Festival de Cannes
Naissance d’un Woody Allen français
Avec „Tout s’est bien passé“, François Ozon fait se rejoindre les sujets de ses deux derniers longs métrages – le tabou et la mort – en un film qui, réussissant à éviter l’emphase et le kitsch, peine cependant à trouver le ton juste.
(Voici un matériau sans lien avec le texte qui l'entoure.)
//! Markdown to Asana rich text.
//!
//! Asana rejects `html_notes` containing tags outside a small allowlist
//! (<https://developers.asana.com/docs/rich-text>). Issue bodies are
//! rendered from Markdown, filtered down to that allowlist, and compared
//! against the unfiltered rendering so the caller knows whether anything
//! was lost.
//!
//! Filtering runs twice. The first pass also keeps `<p>`, which Asana does
//! not accept but the renderer emits freely; with paragraphs kept, the
//! filtered output only differs from the rendering when real content was
//! removed. The second pass strips the paragraphs.
//!
//! The output is HTML, not Markdown. Sanitizing it again is stable for
//! plain content, but text that came from Markdown escapes (`\*x\*`)
//! is Markdown again and renders differently on a second pass.

use std::collections::{HashMap, HashSet};

use ammonia::{Builder, UrlRelative};
use pulldown_cmark::{html, CowStr, Event, Options, Parser, Tag, TagEnd};

/// Tags Asana accepts in task `html_notes`.
pub const ASANA_ALLOWED_TAGS: &[&str] =
    &["a", "body", "code", "em", "h1", "h2", "hr", "li", "ol", "s", "strong", "u", "ul"];

const PARAGRAPH_TAG: &str = "p";

/// Removed together with everything inside them.
const DROPPED_CONTENT_TAGS: &[&str] = &["script", "style"];

const LINK_SCHEMES: &[&str] = &["http", "https", "mailto"];

/// Output of [`Sanitizer::sanitize`].
#[derive(Debug, Clone, PartialEq, Eq)]
pub struct SanitizationResult {
    /// Allowlist-only HTML.
    pub html: String,
    /// Whether filtering removed anything the rendering contained.
    pub content_changed: bool,
}

/// Renders Markdown and filters it to a fixed tag allowlist.
#[derive(Debug, Clone, Copy)]
pub struct Sanitizer {
    allowed_tags: &'static [&'static str],
}

impl Default for Sanitizer {
    fn default() -> Self {
        Self::new(ASANA_ALLOWED_TAGS)
    }
}

impl Sanitizer {
    /// Creates a sanitizer for the given allowlist.
    #[must_use]
    pub const fn new(allowed_tags: &'static [&'static str]) -> Self {
        Self { allowed_tags }
    }

    /// Converts a Markdown issue body into allowlisted HTML.
    #[must_use]
    pub fn sanitize(&self, markdown: &str) -> SanitizationResult {
        let rendered = render_markdown(markdown);
        let first_pass = self.filter(&rendered, true);
        let content_changed = first_pass != normalize_rendering(&rendered);
        let html = self.filter(&first_pass, false);

        SanitizationResult { html, content_changed }
    }

    fn filter(&self, html: &str, keep_paragraphs: bool) -> String {
        let mut tags: HashSet<&str> = self.allowed_tags.iter().copied().collect();
        if keep_paragraphs {
            tags.insert(PARAGRAPH_TAG);
        }

        let dropped: HashSet<&str> =
            DROPPED_CONTENT_TAGS.iter().copied().filter(|t| !tags.contains(t)).collect();

        let mut attributes: HashMap<&str, HashSet<&str>> = HashMap::new();
        if tags.contains("a") {
            attributes.insert("a", HashSet::from(["href"]));
        }

        let mut builder = Builder::empty();
        builder
            .tags(tags)
            .clean_content_tags(dropped)
            .tag_attributes(attributes)
            .url_schemes(LINK_SCHEMES.iter().copied().collect())
            .url_relative(UrlRelative::PassThrough)
            .link_rel(None)
            .strip_comments(true);
        builder.clean(html).to_string()
    }
}

/// CommonMark rendering plus `~~strikethrough~~`, raw HTML passed through
/// untouched. Strikethrough is emitted as `<s>` since Asana has no `<del>`.
fn render_markdown(markdown: &str) -> String {
    let parser = Parser::new_ext(markdown, Options::ENABLE_STRIKETHROUGH).map(|event| match event {
        Event::Start(Tag::Strikethrough) => Event::InlineHtml(CowStr::Borrowed("<s>")),
        Event::End(TagEnd::Strikethrough) => Event::InlineHtml(CowStr::Borrowed("</s>")),
        other => other,
    });
    let mut rendered = String::with_capacity(markdown.len() * 3 / 2);
    html::push_html(&mut rendered, parser);
    rendered
}

/// Rewrites spellings where the Markdown renderer and the HTML serializer
/// disagree without any difference in meaning.
fn normalize_rendering(html: &str) -> String {
    html.replace("<hr />", "<hr>")
        .replace("<hr/>", "<hr>")
        .replace("&quot;", "\"")
        .replace("&#x27;", "'")
        .replace("&#39;", "'")
        .replace('\u{a0}', "&nbsp;")
}
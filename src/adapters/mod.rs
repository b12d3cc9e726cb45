//! Implementations of the port traits.
//!
//! - `live`: real network calls.
//! - `recording`: wraps another adapter and writes what it did to a cassette.
//! - `replaying`: answers from a cassette without touching the network.

pub mod live;
pub mod recording;
pub mod replaying;
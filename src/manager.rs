use crate::cache::{SessionCache, SessionHandle};
use crate::clock::{Clock, SystemClock};
use crate::config::SessionConfig;
use crate::cookie::CookieDirective;
use crate::error::{internal, SessionResult};
use crate::id::{SessionId, SessionSecret};
use crate::lock::KeyLocks;
use crate::model::Session;
use crate::reaper::{is_stale, Reaper};
use crate::scheduler::Scheduler;
use crate::store::SessionStore;
use std::sync::Arc;
use time::OffsetDateTime;
use tracing::debug;

/// State shared by the manager and the reaper.
pub(crate) struct SessionCore {
    pub(crate) store: Arc<dyn SessionStore>,
    pub(crate) cache: Arc<SessionCache>,
    pub(crate) locks: KeyLocks,
    pub(crate) config: SessionConfig,
    pub(crate) clock: Arc<dyn Clock>,
    secret: SessionSecret,
}

impl SessionCore {
    /// Deletes `id` from the store, then from the cache. The caller holds the id lock and must
    /// not hold the guard of the cached handle.
    pub(crate) fn remove_locked(&self, id: &SessionId) -> SessionResult<()> {
        self.store.delete(id)?;
        if let Some(handle) = self.cache.remove(id) {
            handle.lock().invalidate();
        }
        Ok(())
    }
}

/// Opens, saves, and deletes sessions on behalf of the HTTP layer.
///
/// Reads go cache first, then store. Writes go to the store and then refresh the cache, so the
/// cache never holds a session whose record the store has lost. Clones share all state.
#[derive(Clone)]
pub struct SessionManager {
    core: Arc<SessionCore>,
}

pub struct SessionManagerBuilder {
    store: Arc<dyn SessionStore>,
    secret: SessionSecret,
    config: SessionConfig,
    clock: Arc<dyn Clock>,
    cache: Arc<SessionCache>,
}

impl SessionManagerBuilder {
    pub fn config(mut self, config: SessionConfig) -> Self {
        self.config = config;
        self
    }

    pub fn clock(mut self, clock: Arc<dyn Clock>) -> Self {
        self.clock = clock;
        self
    }

    /// Uses an existing cache instead of a fresh empty one.
    pub fn cache(mut self, cache: Arc<SessionCache>) -> Self {
        self.cache = cache;
        self
    }

    /// Validates the configuration, builds the manager, and registers the reaper with `scheduler`.
    pub fn build(self, scheduler: &dyn Scheduler) -> SessionResult<SessionManager> {
        self.config.validate()?;
        let period = self.config.reaper_period();
        let manager = SessionManager {
            core: Arc::new(SessionCore {
                store: self.store,
                cache: self.cache,
                locks: KeyLocks::new(),
                config: self.config,
                clock: self.clock,
                secret: self.secret,
            }),
        };
        scheduler.register_periodic(manager.reaper().into_task(period))?;
        Ok(manager)
    }
}

impl SessionManager {
    pub fn builder(store: Arc<dyn SessionStore>, secret: SessionSecret) -> SessionManagerBuilder {
        SessionManagerBuilder {
            store,
            secret,
            config: SessionConfig::default(),
            clock: Arc::new(SystemClock),
            cache: Arc::new(SessionCache::new()),
        }
    }

    pub fn config(&self) -> &SessionConfig {
        &self.core.config
    }

    pub fn cache(&self) -> &Arc<SessionCache> {
        &self.core.cache
    }

    pub fn store(&self) -> &Arc<dyn SessionStore> {
        &self.core.store
    }

    /// A reaper sharing this manager's store, cache, and locks.
    pub fn reaper(&self) -> Reaper {
        Reaper::new(self.core.clone())
    }

    /// Returns the session for the id carried by the request cookie.
    ///
    /// No id, an unknown id, or a record past its lifetime all yield a fresh session. Store
    /// failures are returned to the caller rather than masked by a fresh session.
    pub fn open(&self, cookie_value: Option<&str>) -> SessionResult<SessionHandle> {
        let Some(raw) = cookie_value.filter(|raw| !raw.is_empty()) else {
            return Ok(SessionHandle::new(Session::new()));
        };
        let id = SessionId::new(raw);

        if let Some(handle) = self.core.cache.get(&id) {
            debug!(session_id = %id, "loaded session from cache");
            return Ok(handle);
        }

        self.core.locks.with_lock(&id, || {
            // Another request may have loaded it while we waited.
            if let Some(handle) = self.core.cache.get(&id) {
                return Ok(handle);
            }

            let Some(record) = self.core.store.get(&id)? else {
                debug!(session_id = %id, "unknown session id, starting a new session");
                return Ok(SessionHandle::new(Session::new()));
            };

            let lifetime = self.core.config.effective_lifetime();
            if is_stale(record.updated_at, self.core.clock.now(), lifetime) {
                debug!(session_id = %id, updated_at = ?record.updated_at, "stored session expired, starting a new session");
                self.core.remove_locked(&id)?;
                return Ok(SessionHandle::new(Session::new()));
            }

            let handle = SessionHandle::new(Session::from_record(record));
            self.core.cache.put(id.clone(), handle.clone());
            debug!(session_id = %id, "loaded session from store");
            Ok(handle)
        })
    }

    /// Persists the session if needed and tells the caller what to do with the cookie.
    ///
    /// Returns `None` when the session is untouched and no cookie change is needed. Do not hold
    /// the handle's guard while calling this.
    pub fn save(&self, handle: &SessionHandle) -> SessionResult<Option<CookieDirective>> {
        let id = {
            let mut session = handle.lock();
            match session.id() {
                Some(id) => id.clone(),
                None => {
                    if session.is_empty() {
                        return Ok(self.clear_if_modified(&session));
                    }
                    session.create_id(&self.core.secret)?.clone()
                }
            }
        };
        self.core
            .locks
            .with_lock(&id, || self.save_locked(&id, handle))
    }

    fn save_locked(
        &self,
        id: &SessionId,
        handle: &SessionHandle,
    ) -> SessionResult<Option<CookieDirective>> {
        let mut session = handle.lock();

        if session.is_invalidated() {
            debug!(session_id = %id, "session was deleted while in use, not saving");
            return Ok(Some(CookieDirective::clear(&self.core.config.cookie)));
        }

        if session.is_empty() {
            let directive = self.clear_if_modified(&session);
            if session.is_new() {
                session.discard_id();
            } else {
                debug!(session_id = %id, "session emptied, deleting");
                self.core.store.delete(id)?;
                if let Some(cached) = self.core.cache.remove(id) {
                    if !cached.ptr_eq(handle) {
                        cached.lock().invalidate();
                    }
                }
                session.invalidate();
            }
            return Ok(directive);
        }

        if !self.should_persist(&session) {
            return Ok(None);
        }
        let expires = match self.expiration_time(&session) {
            Ok(expires) => expires,
            Err(err) => {
                if session.is_new() {
                    session.discard_id();
                }
                return Err(err);
            }
        };

        if session.is_new() {
            if let Err(err) = self.core.store.create(id) {
                session.discard_id();
                return Err(err);
            }
            session.mark_created();
            debug!(session_id = %id, "created a new session");
        }

        debug!(session_id = %id, "saving session");
        self.core.store.update(id, session.data().as_map())?;
        session.mark_persisted();
        self.core.cache.put(id.clone(), handle.clone());

        Ok(Some(CookieDirective::set(
            &self.core.config.cookie,
            id,
            expires,
        )))
    }

    /// Removes the session from the store and the cache. Unknown ids are ignored.
    pub fn delete(&self, id: &SessionId) -> SessionResult<()> {
        debug!(session_id = %id, "deleting session");
        self.core
            .locks
            .with_lock(id, || self.core.remove_locked(id))
    }

    /// Cookie expiry for `session` if it were saved now.
    pub fn expiration_time(&self, session: &Session) -> SessionResult<OffsetDateTime> {
        let config = &self.core.config;
        let lifetime = if session.is_permanent() {
            config
                .permanent_lifetime()
                .unwrap_or_else(|| config.expiration_delta())
        } else {
            config.expiration_delta()
        };
        self.core
            .clock
            .now()
            .checked_add(lifetime)
            .ok_or_else(|| internal("session expiry is outside the supported date range"))
    }

    fn should_persist(&self, session: &Session) -> bool {
        session.is_new()
            || session.is_modified()
            || (session.is_permanent() && self.core.config.refresh_each_request)
    }

    fn clear_if_modified(&self, session: &Session) -> Option<CookieDirective> {
        session
            .is_modified()
            .then(|| CookieDirective::clear(&self.core.config.cookie))
    }
}
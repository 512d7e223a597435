use crate::clock::{Clock, SystemClock};
use crate::error::SessionResult;
use crate::id::SessionId;
use crate::model::SessionRecord;
use crate::store::{RecordIter, SessionStore};
use dashmap::DashMap;
use serde_json::{Map, Value};
use std::sync::Arc;
use time::OffsetDateTime;

/// In-memory implementation backed by a concurrent hash map.
///
/// Records never expire on their own; removing stale sessions is the reaper's job.
pub struct InMemorySessionStore {
    entries: DashMap<SessionId, SessionRecord>,
    clock: Arc<dyn Clock>,
}

impl Default for InMemorySessionStore {
    fn default() -> Self {
        Self::with_clock(Arc::new(SystemClock))
    }
}

impl InMemorySessionStore {
    pub fn new() -> Self {
        Self::default()
    }

    /// Constructs a store that stamps updates using `clock`.
    pub fn with_clock(clock: Arc<dyn Clock>) -> Self {
        Self {
            entries: DashMap::new(),
            clock,
        }
    }

    pub fn len(&self) -> usize {
        self.entries.len()
    }

    pub fn is_empty(&self) -> bool {
        self.entries.is_empty()
    }

    fn now(&self) -> OffsetDateTime {
        self.clock.now()
    }
}

impl SessionStore for InMemorySessionStore {
    fn get(&self, id: &SessionId) -> SessionResult<Option<SessionRecord>> {
        Ok(self.entries.get(id).map(|entry| entry.value().clone()))
    }

    fn create(&self, id: &SessionId) -> SessionResult<()> {
        self.entries
            .entry(id.clone())
            .or_insert_with(|| SessionRecord::empty(id.clone()));
        Ok(())
    }

    fn update(&self, id: &SessionId, data: &Map<String, Value>) -> SessionResult<OffsetDateTime> {
        let now = self.now();
        match self.entries.entry(id.clone()) {
            dashmap::mapref::entry::Entry::Occupied(mut occ) => {
                let record = occ.get_mut();
                record.data = data.clone();
                record.updated_at = Some(now);
            }
            dashmap::mapref::entry::Entry::Vacant(vac) => {
                vac.insert(SessionRecord {
                    id: id.clone(),
                    data: data.clone(),
                    updated_at: Some(now),
                });
            }
        }
        Ok(now)
    }

    fn delete(&self, id: &SessionId) -> SessionResult<()> {
        self.entries.remove(id);
        Ok(())
    }

    fn list(&self) -> SessionResult<RecordIter<'_>> {
        // Snapshot first: iterating a DashMap holds shard read locks, and callers delete while
        // walking the listing. The summaries are small next to the records already held here.
        let summaries: Vec<_> = self
            .entries
            .iter()
            .map(|entry| entry.value().summary())
            .collect();
        Ok(Box::new(summaries.into_iter().map(Ok)))
    }
}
Les deux soeurs, incarnées par Sophie Marceau et Géraldine Pailhas, et leur père malade (André Dussollier), qui veut en finir Photo: Carole Bethuel, Mandarin Production, Foz
Adapté du livre éponyme d’Emmanuelle Bernheim, „Tout s’est bien passé“ relate l’histoire d’un père – un mauvais père, précisera Emmanuelle, incarnée par Sophie Marceau – qui, après un AVC qui le paralyse partiellement, perd toute joie de vivre et demande – ou plutôt ordonne, car „on ne peut rien refuser à mon père“ – à sa fille chérie de l’aider à „en finir“. Après un moment de choc – comment ce monstre a-t-il pu oser demander ça à sa propre fille –, Emmanuelle et sa sœur (Géraldine Pailhas) se résignent à organiser et à programmer la mort de leur père, ancien industriel et collectionneur d’art, Emmanuelle établissant le contact avec une organisation suisse.